【公民連携】データを利用したまちづくり(前編)
今回の公民連携は、データ利活用による裾野市のまちづくりについてです。
令和5年2月7日、市に潜在している課題をデータ化して分析し、得られたデータを根拠に課題解決を促進するために、トヨタ自動車(株)未来創生センター、矢崎総業(株)、(株)三ツ輪交通自動車と「データ利活用によるまちづくりに関する連携協定」を締結しました。
連携の経緯
この連携の経緯について、当時みらい政策課でデータ利活用によるまちづくりを担当していた生活環境課の長田課長代理に話を聞きました。
――連携のきっかけはどのようなものでしたか。
当時市では地域の課題を解決するための取り組みを模索中で、中でも公共交通とカーボンニュートラル宣言後の取り組みについて検討しているところでした。

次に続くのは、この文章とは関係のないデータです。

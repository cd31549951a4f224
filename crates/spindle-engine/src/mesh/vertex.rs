use bytemuck::{Pod, Zeroable};

/// Vertex position in model space.
///
/// The layout is uploaded as-is (`Float32x3` at location 0).
#[repr(C)]
#[derive(Debug, Copy, Clone, Default, PartialEq, Pod, Zeroable)]
pub struct Vertex {
    pub position: [f32; 3],
}

impl Vertex {
    const ATTRS: [wgpu::VertexAttribute; 1] = wgpu::vertex_attr_array![0 => Float32x3];

    #[inline]
    pub const fn new(x: f32, y: f32, z: f32) -> Self {
        Self { position: [x, y, z] }
    }

    pub fn layout() -> wgpu::VertexBufferLayout<'static> {
        wgpu::VertexBufferLayout {
            array_stride: std::mem::size_of::<Vertex>() as u64,
            step_mode: wgpu::VertexStepMode::Vertex,
            attributes: &Self::ATTRS,
        }
    }
}

impl From<[f32; 3]> for Vertex {
    fn from(position: [f32; 3]) -> Self {
        Self { position }
    }
}
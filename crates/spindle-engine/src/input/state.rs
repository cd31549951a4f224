use std::collections::HashSet;

use glam::Vec2;

use super::frame::{InputSource, KeyboardAxes};
use super::types::{InputEvent, Key, KeyState, MouseButton, MouseButtonState};

/// Current input state for a single window.
///
/// Holds "is down" information and the pointer position. Velocity is the
/// pointer displacement since the last [`end_frame`](Self::end_frame).
#[derive(Debug, Default)]
pub struct InputState {
    /// Last known pointer position in physical pixels.
    pub pointer_pos: Vec2,

    /// Pointer position at the end of the previous frame.
    frame_start_pos: Vec2,

    /// False until the first move and again after the pointer leaves.
    pointer_inside: bool,

    pub keys_down: HashSet<Key>,

    pub buttons_down: HashSet<MouseButton>,
}

impl InputState {
    pub fn new() -> Self {
        Self::default()
    }

    /// Applies a platform-agnostic input event.
    pub fn apply_event(&mut self, ev: InputEvent) {
        match ev {
            // Releases are not delivered to an unfocused window.
            InputEvent::Focused(false) => {
                self.keys_down.clear();
                self.buttons_down.clear();
            }
            InputEvent::Focused(true) => {}

            InputEvent::PointerMoved { x, y } => {
                self.pointer_pos = Vec2::new(x, y);
                if !self.pointer_inside {
                    // Entering is not movement.
                    self.frame_start_pos = self.pointer_pos;
                    self.pointer_inside = true;
                }
            }

            // Keep the last position so the gradient does not jump.
            InputEvent::PointerLeft => {
                self.pointer_inside = false;
            }

            InputEvent::Key { key, state, .. } => match state {
                KeyState::Pressed => {
                    self.keys_down.insert(key);
                }
                KeyState::Released => {
                    self.keys_down.remove(&key);
                }
            },

            InputEvent::PointerButton { button, state } => match state {
                MouseButtonState::Pressed => {
                    self.buttons_down.insert(button);
                }
                MouseButtonState::Released => {
                    self.buttons_down.remove(&button);
                }
            },
        }
    }

    /// Closes the current frame; velocity restarts from the current position.
    pub fn end_frame(&mut self) {
        self.frame_start_pos = self.pointer_pos;
    }

    pub fn key_down(&self, key: Key) -> bool {
        self.keys_down.contains(&key)
    }

    pub fn button_down(&self, btn: MouseButton) -> bool {
        self.buttons_down.contains(&btn)
    }

    fn axis(&self, positive: [Key; 2], negative: [Key; 2]) -> f32 {
        let pos = positive.iter().any(|k| self.key_down(*k));
        let neg = negative.iter().any(|k| self.key_down(*k));
        match (pos, neg) {
            (true, false) => 1.0,
            (false, true) => -1.0,
            _ => 0.0,
        }
    }
}

impl InputSource for InputState {
    fn pointer_position(&self) -> Vec2 {
        self.pointer_pos
    }

    fn pointer_velocity(&self) -> Vec2 {
        self.pointer_pos - self.frame_start_pos
    }

    fn primary_button_down(&self) -> bool {
        self.button_down(MouseButton::Left)
    }

    fn axes(&self) -> KeyboardAxes {
        KeyboardAxes {
            left_right: self.axis([Key::ArrowRight, Key::D], [Key::ArrowLeft, Key::A]),
            up_down: self.axis([Key::ArrowUp, Key::W], [Key::ArrowDown, Key::S]),
        }
    }
}

#[cfg(test)]
mod tests {
    use super::*;

    fn press(state: &mut InputState, key: Key) {
        state.apply_event(InputEvent::Key {
            key,
            state: KeyState::Pressed,
            repeat: false,
        });
    }

    // ── axes ─────────────────────────────────────────────────────────────

    #[test]
    fn arrows_and_letters_drive_the_same_axis() {
        let mut s = InputState::new();
        press(&mut s, Key::ArrowRight);
        assert_eq!(s.axes().left_right, 1.0);

        let mut s = InputState::new();
        press(&mut s, Key::S);
        assert_eq!(s.axes().up_down, -1.0);
    }

    #[test]
    fn opposite_keys_cancel() {
        let mut s = InputState::new();
        press(&mut s, Key::ArrowLeft);
        press(&mut s, Key::D);
        assert_eq!(s.axes().left_right, 0.0);
    }

    #[test]
    fn release_returns_axis_to_rest() {
        let mut s = InputState::new();
        press(&mut s, Key::W);
        s.apply_event(InputEvent::Key {
            key: Key::W,
            state: KeyState::Released,
            repeat: false,
        });
        assert_eq!(s.axes(), KeyboardAxes::default());
    }

    // ── pointer ──────────────────────────────────────────────────────────

    #[test]
    fn velocity_is_displacement_since_end_frame() {
        let mut s = InputState::new();
        s.apply_event(InputEvent::PointerMoved { x: 10.0, y: 10.0 });
        s.end_frame();
        s.apply_event(InputEvent::PointerMoved { x: 14.0, y: 7.0 });
        s.apply_event(InputEvent::PointerMoved { x: 25.0, y: 12.0 });

        assert_eq!(s.pointer_velocity(), Vec2::new(15.0, 2.0));
        s.end_frame();
        assert_eq!(s.pointer_velocity(), Vec2::ZERO);
    }

    #[test]
    fn first_move_has_no_velocity() {
        let mut s = InputState::new();
        s.apply_event(InputEvent::PointerMoved { x: 400.0, y: 300.0 });
        assert_eq!(s.pointer_velocity(), Vec2::ZERO);

        s.apply_event(InputEvent::PointerMoved { x: 403.0, y: 300.0 });
        assert_eq!(s.pointer_velocity(), Vec2::new(3.0, 0.0));
    }

    #[test]
    fn reentry_does_not_count_as_movement() {
        let mut s = InputState::new();
        s.apply_event(InputEvent::PointerMoved { x: 10.0, y: 10.0 });
        s.end_frame();
        s.apply_event(InputEvent::PointerLeft);
        s.apply_event(InputEvent::PointerMoved { x: 700.0, y: 20.0 });
        assert_eq!(s.pointer_velocity(), Vec2::ZERO);

        s.apply_event(InputEvent::PointerMoved { x: 705.0, y: 20.0 });
        assert_eq!(s.pointer_velocity(), Vec2::new(5.0, 0.0));
    }

    #[test]
    fn focus_loss_releases_everything() {
        let mut s = InputState::new();
        press(&mut s, Key::A);
        s.apply_event(InputEvent::PointerButton {
            button: MouseButton::Left,
            state: MouseButtonState::Pressed,
        });
        assert!(s.primary_button_down());

        s.apply_event(InputEvent::Focused(false));
        assert!(!s.primary_button_down());
        assert_eq!(s.axes().left_right, 0.0);
    }
}
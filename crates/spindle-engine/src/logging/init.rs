use std::sync::Once;

/// Filter used when neither `LoggingConfig::env_filter` nor `RUST_LOG` is set.
///
/// wgpu and naga are chatty at `info`.
pub const DEFAULT_FILTER: &str = "info,wgpu_core=warn,wgpu_hal=warn,naga=warn";

/// Logger configuration.
///
/// `env_filter` follows the `env_logger` filter syntax (e.g. "info",
/// "spindle_engine=trace,wgpu_core=warn") and takes precedence over `RUST_LOG`.
#[derive(Debug, Clone)]
pub struct LoggingConfig {
    pub env_filter: Option<String>,
    pub write_style: env_logger::WriteStyle,
}

impl Default for LoggingConfig {
    fn default() -> Self {
        Self {
            env_filter: None,
            write_style: env_logger::WriteStyle::Auto,
        }
    }
}

impl LoggingConfig {
    pub fn with_filter(filter: impl Into<String>) -> Self {
        Self {
            env_filter: Some(filter.into()),
            ..Self::default()
        }
    }

    /// Filter that `init_logging` will apply: explicit, then `RUST_LOG`, then the default.
    pub fn resolve_filter(&self) -> String {
        self.env_filter
            .clone()
            .or_else(|| std::env::var("RUST_LOG").ok())
            .unwrap_or_else(|| DEFAULT_FILTER.to_string())
    }
}

static INIT: Once = Once::new();

/// Initializes the global logger once.
///
/// Subsequent calls are ignored. Call early in `main`.
pub fn init_logging(config: LoggingConfig) {
    INIT.call_once(|| {
        let filter = config.resolve_filter();

        let mut builder = env_logger::Builder::new();
        builder.parse_filters(&filter);
        builder.write_style(config.write_style);

        // `try_init` so a logger installed by a test harness is not an error.
        if builder.try_init().is_ok() {
            log::debug!("logging initialized with `{filter}`");
        }
    });
}
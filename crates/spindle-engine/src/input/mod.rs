//! Input subsystem.
//!
//! Public API is platform-agnostic and does not expose winit types.
//! The runtime translates platform events into `InputEvent`s (see
//! [`platform`]); the frame controller reads an [`InputSource`].

mod frame;
pub mod platform;
mod state;
mod types;

pub use frame::{InputSample, InputSource, KeyboardAxes};
pub use state::InputState;
pub use types::{InputEvent, Key, KeyState, MouseButton, MouseButtonState};
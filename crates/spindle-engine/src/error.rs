//! Error types shared by the render loop.
//!
//! Every variant is fatal for the operation that produced it: the frame
//! controller never retries and never downgrades an error into a partial frame.

use std::fmt;
use std::path::PathBuf;

use thiserror::Error;

use crate::shader::ParamKind;

/// Convenience alias used across the engine.
pub type Result<T> = std::result::Result<T, RenderError>;

/// Pipeline stage a shader diagnostic refers to.
#[derive(Debug, Copy, Clone, Eq, PartialEq)]
pub enum ShaderStage {
    Vertex,
    Fragment,
    /// Both stages compiled but do not form a valid program.
    Link,
}

impl fmt::Display for ShaderStage {
    fn fmt(&self, f: &mut fmt::Formatter<'_>) -> fmt::Result {
        match self {
            ShaderStage::Vertex => f.write_str("vertex"),
            ShaderStage::Fragment => f.write_str("fragment"),
            ShaderStage::Link => f.write_str("link"),
        }
    }
}

#[derive(Error, Debug)]
pub enum RenderError {
    /// Mesh description violates the index invariants.
    #[error("invalid geometry: {0}")]
    InvalidGeometry(String),

    /// Shader source failed to compile, or the two stages failed to link.
    #[error("{stage} shader failed to compile:\n{diagnostics}")]
    ShaderCompile {
        stage: ShaderStage,
        diagnostics: String,
    },

    /// Parameter is not declared by any stage of the program.
    #[error("unknown shader parameter `{name}`")]
    UnknownParameter { name: String },

    /// Handle used with a program it was not obtained from, or no longer valid.
    #[error("invalid parameter handle: {0}")]
    InvalidHandle(String),

    #[error("parameter `{name}` is declared as {expected}, got {found}")]
    ParamTypeMismatch {
        name: String,
        expected: ParamKind,
        found: ParamKind,
    },

    #[error("invalid viewport {width}x{height}")]
    InvalidViewport { width: u32, height: u32 },

    /// Operation called in a lifecycle state that does not allow it.
    #[error("`{operation}` is not allowed while {state}")]
    InvalidState {
        operation: &'static str,
        state: &'static str,
    },

    #[error("invalid scene: {0}")]
    InvalidScene(String),

    /// Device or surface failure reported by the graphics backend.
    #[error("graphics backend failure: {0}")]
    Backend(String),

    #[error("failed to read {path}: {source}")]
    Io {
        path: PathBuf,
        #[source]
        source: std::io::Error,
    },
}

impl RenderError {
    pub(crate) fn compile(stage: ShaderStage, diagnostics: impl Into<String>) -> Self {
        RenderError::ShaderCompile {
            stage,
            diagnostics: diagnostics.into(),
        }
    }
}
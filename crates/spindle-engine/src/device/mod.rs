//! GPU device + surface management for the wgpu backend.
//!
//! Responsibilities:
//! - creating the wgpu Instance/Adapter/Device/Queue
//! - creating & configuring the Surface and the matching depth target
//! - acquiring frames and providing an encoder + views for rendering

mod context;
mod frame;
mod init;
mod surface;

pub use context::Gpu;
pub use frame::GpuFrame;
pub use init::GpuInit;
pub use surface::SurfaceErrorAction;
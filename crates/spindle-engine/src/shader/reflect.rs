//! WGSL front-end checks and uniform reflection.
//!
//! Rules:
//! - the vertex source must declare exactly one `@vertex` entry point, the
//!   fragment source exactly one `@fragment` entry point
//! - uniform parameters are the members of the struct declared as
//!   `@group(0) @binding(0) var<uniform>`; other bindings are ignored
//! - supported member types: `f32`, `vec2/3/4<f32>`, `mat4x4<f32>`
//! - when both stages declare the block, their layouts must be identical
//! - every fragment `@location` input must be written by the vertex stage
//!   with the same type and interpolation
//!
//! Both the headless and the wgpu backend run these checks, so a program that
//! compiles in tests is reflected identically on the GPU.

use naga::{
    AddressSpace, Binding, Interpolation, Module, Sampling, ScalarKind, TypeInner, VectorSize,
};

use crate::error::{RenderError, Result, ShaderStage};

use super::{ParamKind, UniformField, UniformLayout};

/// Result of checking and reflecting a vertex + fragment pair.
#[derive(Debug, Clone, PartialEq, Eq)]
pub struct ProgramReflection {
    pub vertex_entry: String,
    pub fragment_entry: String,
    pub layout: UniformLayout,
}

/// Parses, validates and links a program, returning its entry points and uniform layout.
pub fn reflect_program(vertex_src: &str, fragment_src: &str) -> Result<ProgramReflection> {
    let vertex = compile_stage(vertex_src, ShaderStage::Vertex)?;
    let fragment = compile_stage(fragment_src, ShaderStage::Fragment)?;

    let vertex_entry = single_entry(&vertex, naga::ShaderStage::Vertex, ShaderStage::Vertex)?;
    let fragment_entry =
        single_entry(&fragment, naga::ShaderStage::Fragment, ShaderStage::Fragment)?;

    let vertex_block = uniform_block(&vertex, ShaderStage::Vertex)?;
    let fragment_block = uniform_block(&fragment, ShaderStage::Fragment)?;

    let layout = match (vertex_block, fragment_block) {
        (Some(v), Some(f)) if v != f => {
            return Err(RenderError::compile(
                ShaderStage::Link,
                "uniform block @group(0) @binding(0) differs between the vertex and fragment stages",
            ));
        }
        (Some(v), _) => v,
        (None, Some(f)) => f,
        (None, None) => UniformLayout::default(),
    };

    let outputs = entry_outputs(&vertex, vertex_entry);
    for input in entry_inputs(&fragment, fragment_entry) {
        let location = input.location;
        let Some(output) = outputs.iter().find(|o| o.location == location) else {
            return Err(RenderError::compile(
                ShaderStage::Link,
                format!("fragment input @location({location}) is not written by the vertex stage"),
            ));
        };
        if output.ty != input.ty {
            return Err(RenderError::compile(
                ShaderStage::Link,
                format!(
                    "@location({location}) is {:?} in the vertex stage but {:?} in the fragment stage",
                    output.ty, input.ty
                ),
            ));
        }
        if output.qualifiers() != input.qualifiers() {
            return Err(RenderError::compile(
                ShaderStage::Link,
                format!("@location({location}) interpolation differs between stages"),
            ));
        }
    }

    Ok(ProgramReflection {
        vertex_entry: vertex.entry_points[vertex_entry].name.clone(),
        fragment_entry: fragment.entry_points[fragment_entry].name.clone(),
        layout,
    })
}

fn compile_stage(source: &str, stage: ShaderStage) -> Result<Module> {
    let module = naga::front::wgsl::parse_str(source)
        .map_err(|e| RenderError::compile(stage, e.emit_to_string(source)))?;

    naga::valid::Validator::new(
        naga::valid::ValidationFlags::all(),
        naga::valid::Capabilities::empty(),
    )
    .validate(&module)
    .map_err(|e| RenderError::compile(stage, e.emit_to_string(source)))?;

    Ok(module)
}

fn single_entry(module: &Module, wanted: naga::ShaderStage, stage: ShaderStage) -> Result<usize> {
    let mut matching = module
        .entry_points
        .iter()
        .enumerate()
        .filter(|(_, ep)| ep.stage == wanted)
        .map(|(i, _)| i);

    match (matching.next(), matching.next()) {
        (Some(i), None) => Ok(i),
        (None, _) => Err(RenderError::compile(
            stage,
            format!("no @{stage} entry point declared"),
        )),
        (Some(_), Some(_)) => Err(RenderError::compile(
            stage,
            format!("more than one @{stage} entry point declared"),
        )),
    }
}

fn uniform_block(module: &Module, stage: ShaderStage) -> Result<Option<UniformLayout>> {
    let Some((_, var)) = module.global_variables.iter().find(|(_, var)| {
        var.space == AddressSpace::Uniform
            && var.binding.as_ref().is_some_and(|b| b.group == 0 && b.binding == 0)
    }) else {
        return Ok(None);
    };

    let TypeInner::Struct { members, span } = &module.types[var.ty].inner else {
        return Err(RenderError::compile(
            stage,
            "uniform @group(0) @binding(0) must be a struct",
        ));
    };

    let mut fields = Vec::with_capacity(members.len());
    for member in members {
        let name = member.name.clone().unwrap_or_default();
        let kind = param_kind(&module.types[member.ty].inner).ok_or_else(|| {
            RenderError::compile(
                stage,
                format!("uniform member `{name}` has an unsupported type"),
            )
        })?;
        fields.push(UniformField {
            name,
            kind,
            offset: member.offset,
        });
    }

    Ok(Some(UniformLayout {
        fields,
        size: *span,
    }))
}

fn param_kind(inner: &TypeInner) -> Option<ParamKind> {
    let is_f32 = |s: &naga::Scalar| s.kind == ScalarKind::Float && s.width == 4;

    match inner {
        TypeInner::Scalar(s) if is_f32(s) => Some(ParamKind::Float),
        TypeInner::Vector { size, scalar } if is_f32(scalar) => Some(match size {
            VectorSize::Bi => ParamKind::Vec2,
            VectorSize::Tri => ParamKind::Vec3,
            VectorSize::Quad => ParamKind::Vec4,
        }),
        TypeInner::Matrix {
            columns: VectorSize::Quad,
            rows: VectorSize::Quad,
            scalar,
        } if is_f32(scalar) => Some(ParamKind::Mat4),
        _ => None,
    }
}

/// A user-defined inter-stage value.
#[derive(Debug, Clone, PartialEq)]
struct Varying {
    location: u32,
    ty: TypeInner,
    interpolation: Option<Interpolation>,
    sampling: Option<Sampling>,
}

impl Varying {
    /// Interpolation and sampling with WGSL defaults filled in.
    fn qualifiers(&self) -> (Interpolation, Sampling) {
        let interpolation = self.interpolation.unwrap_or(Interpolation::Perspective);
        let sampling = self.sampling.unwrap_or(match interpolation {
            Interpolation::Flat => Sampling::First,
            _ => Sampling::Center,
        });
        (interpolation, sampling)
    }
}

fn entry_inputs(module: &Module, entry: usize) -> Vec<Varying> {
    let mut varyings = Vec::new();
    for arg in &module.entry_points[entry].function.arguments {
        collect_varyings(module, arg.ty, arg.binding.as_ref(), &mut varyings);
    }
    varyings
}

fn entry_outputs(module: &Module, entry: usize) -> Vec<Varying> {
    let mut varyings = Vec::new();
    if let Some(result) = &module.entry_points[entry].function.result {
        collect_varyings(module, result.ty, result.binding.as_ref(), &mut varyings);
    }
    varyings
}

fn collect_varyings(
    module: &Module,
    ty: naga::Handle<naga::Type>,
    binding: Option<&Binding>,
    out: &mut Vec<Varying>,
) {
    match binding {
        Some(Binding::Location {
            location,
            interpolation,
            sampling,
            ..
        }) => out.push(Varying {
            location: *location,
            ty: module.types[ty].inner.clone(),
            interpolation: *interpolation,
            sampling: *sampling,
        }),
        Some(_) => {}
        None => {
            if let TypeInner::Struct { members, .. } = &module.types[ty].inner {
                for m in members {
                    collect_varyings(module, m.ty, m.binding.as_ref(), out);
                }
            }
        }
    }
}

#[cfg(test)]
mod tests {
    use super::*;

    const PARAMS: &str = "
        struct Params {
            alpha: f32,
            beta: f32,
            mouse: vec2<f32>,
            projection: mat4x4<f32>,
        }
        @group(0) @binding(0) var<uniform> params: Params;
    ";

    fn vertex() -> String {
        format!(
            "{PARAMS}
            struct VsOut {{
                @builtin(position) clip: vec4<f32>,
                @location(0) color: vec3<f32>,
            }}
            @vertex
            fn vs_main(@location(0) position: vec3<f32>) -> VsOut {{
                var out: VsOut;
                out.clip = params.projection * vec4<f32>(position * params.alpha, 1.0);
                out.color = vec3<f32>(params.beta);
                return out;
            }}"
        )
    }

    const FRAGMENT_NO_UNIFORMS: &str = "
        @fragment
        fn fs_main(@location(0) color: vec3<f32>) -> @location(0) vec4<f32> {
            return vec4<f32>(color, 1.0);
        }
    ";

    #[test]
    fn reflects_vertex_block() {
        let r = reflect_program(&vertex(), FRAGMENT_NO_UNIFORMS).unwrap();
        assert_eq!(r.vertex_entry, "vs_main");
        assert_eq!(r.fragment_entry, "fs_main");

        let names: Vec<_> = r.layout.fields.iter().map(|f| f.name.as_str()).collect();
        assert_eq!(names, ["alpha", "beta", "mouse", "projection"]);

        let offsets: Vec<_> = r.layout.fields.iter().map(|f| f.offset).collect();
        assert_eq!(offsets, [0, 4, 8, 16]);
        assert_eq!(r.layout.size, 80);
        assert_eq!(r.layout.fields[3].kind, ParamKind::Mat4);
    }

    #[test]
    fn syntax_error_reports_stage() {
        let err = reflect_program("fn vs_main( {", FRAGMENT_NO_UNIFORMS).unwrap_err();
        assert!(matches!(
            err,
            RenderError::ShaderCompile { stage: ShaderStage::Vertex, .. }
        ));
    }

    #[test]
    fn missing_fragment_entry_point() {
        let err = reflect_program(&vertex(), &vertex()).unwrap_err();
        assert!(matches!(
            err,
            RenderError::ShaderCompile { stage: ShaderStage::Fragment, .. }
        ));
    }

    #[test]
    fn mismatched_blocks_fail_to_link() {
        let fragment = "
            struct Other { tint: vec4<f32> }
            @group(0) @binding(0) var<uniform> other: Other;
            @fragment
            fn fs_main(@location(0) color: vec3<f32>) -> @location(0) vec4<f32> {
                return vec4<f32>(color, 1.0) * other.tint;
            }
        ";
        let err = reflect_program(&vertex(), fragment).unwrap_err();
        assert!(matches!(err, RenderError::ShaderCompile { stage: ShaderStage::Link, .. }));
    }

    #[test]
    fn unmatched_varying_fails_to_link() {
        let fragment = "
            @fragment
            fn fs_main(@location(3) uv: vec2<f32>) -> @location(0) vec4<f32> {
                return vec4<f32>(uv, 0.0, 1.0);
            }
        ";
        let err = reflect_program(&vertex(), fragment).unwrap_err();
        assert!(matches!(err, RenderError::ShaderCompile { stage: ShaderStage::Link, .. }));
    }

    #[test]
    fn varying_type_mismatch_fails_to_link() {
        let fragment = "
            @fragment
            fn fs_main(@location(0) color: vec2<f32>) -> @location(0) vec4<f32> {
                return vec4<f32>(color, 0.0, 1.0);
            }
        ";
        let err = reflect_program(&vertex(), fragment).unwrap_err();
        assert!(matches!(err, RenderError::ShaderCompile { stage: ShaderStage::Link, .. }));
    }

    #[test]
    fn varying_interpolation_mismatch_fails_to_link() {
        let fragment = "
            @fragment
            fn fs_main(@location(0) @interpolate(flat) color: vec3<f32>) -> @location(0) vec4<f32> {
                return vec4<f32>(color, 1.0);
            }
        ";
        let err = reflect_program(&vertex(), fragment).unwrap_err();
        assert!(matches!(err, RenderError::ShaderCompile { stage: ShaderStage::Link, .. }));
    }

    #[test]
    fn unsupported_member_type() {
        let vertex = "
            struct Params { count: u32 }
            @group(0) @binding(0) var<uniform> params: Params;
            @vertex
            fn vs_main(@location(0) p: vec3<f32>) -> @builtin(position) vec4<f32> {
                return vec4<f32>(p, f32(params.count));
            }
        ";
        let fragment = "
            @fragment
            fn fs_main() -> @location(0) vec4<f32> { return vec4<f32>(1.0); }
        ";
        let err = reflect_program(vertex, fragment).unwrap_err();
        assert!(matches!(err, RenderError::ShaderCompile { stage: ShaderStage::Vertex, .. }));
    }

    #[test]
    fn program_without_uniforms_has_empty_layout() {
        let vertex = "
            @vertex
            fn vs_main(@location(0) p: vec3<f32>) -> @builtin(position) vec4<f32> {
                return vec4<f32>(p, 1.0);
            }
        ";
        let fragment = "
            @fragment
            fn fs_main() -> @location(0) vec4<f32> { return vec4<f32>(1.0); }
        ";
        let r = reflect_program(vertex, fragment).unwrap();
        assert!(r.layout.is_empty());
    }
}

そのような時に、トヨタ自動車(株)未来創生センターから、地域の課題解決の取り組みについてお話をいただきました。
市としても「ぜひ!」というタイミングでしたので、こちらからも連携のお願いをさせていただきました。
同時に、当市の危機管理課とトヨタ自動車(株)未来創生センターとの間では、すでに防災に関する連携の取り組みが行われていましたので、「公共交通」「カーボンニュートラル」「防災減災」の3つの事業で公民連携で取り組むことになりました。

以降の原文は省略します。